Now many say that has changed, especially after committee members found themselves in the middle of a bruising political battle over President Bush’s domestic spying program.

Tensions on the committee have escalated so sharply that the Senate’s top Republican and Democrat traded accusatory letters in recent days, saying the toxic atmosphere threatened the committee’s ability to function. Congressional experts and former members of the committee said they couldn’t remember a time when the level of animosity on the panel was so extreme.

“I was on the committee for 10 years and I never experienced a situation similar to what appears to be going on now,” said retired Sen. Bob Graham, a Florida Democrat, who was chairman of the panel during its investigation of intelligence failures surrounding the Sept. 11 attacks. “The extent of partisanship,” he said, “is of a different order than I ever saw.”

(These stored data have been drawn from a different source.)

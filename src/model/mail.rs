//! A parsed email message.

use chrono::{DateTime, Utc};

use super::bundle::PartBundle;
use super::part::MimeNode;

/// One message fetched from the mailbox, parsed and classified.
///
/// Everything is computed once in [`crate::parser::mime::parse_message`];
/// the struct is read-only afterwards.
#[derive(Debug, Clone)]
pub struct Message {
    /// The `Message-ID` header value as sent, angle brackets included.
    /// Empty when the header is missing.
    pub message_id: String,

    /// Decoded subject line (RFC 2047 encoded-words resolved).
    pub subject: String,

    /// Parsed `Date:` header, if present and parseable.
    pub date: Option<DateTime<Utc>>,

    /// The MIME tree.
    pub root: MimeNode,

    /// Leaves of `root`, classified.
    pub parts: PartBundle,

    /// `true` when the raw bytes were not valid UTF-8 and header text was
    /// reinterpreted as Latin-1.
    pub latin1_fallback: bool,
}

The strain erupted publicly this week after a showdown over whether the panel should investigate the espionage program authorized by Bush to monitor phone calls, e-mails and other communications of American residents without prior permission from a court.

But the friction has been growing for some time. Democrats and Republicans on the committee have clashed repeatedly in recent years over how the panel should respond to criticism of U.S. detention and interrogation tactics overseas, the leak of the identity of former CIA operative Valerie Plame, and the question of how the CIA and other agencies could have been so wrong about Iraq’s weapons programs.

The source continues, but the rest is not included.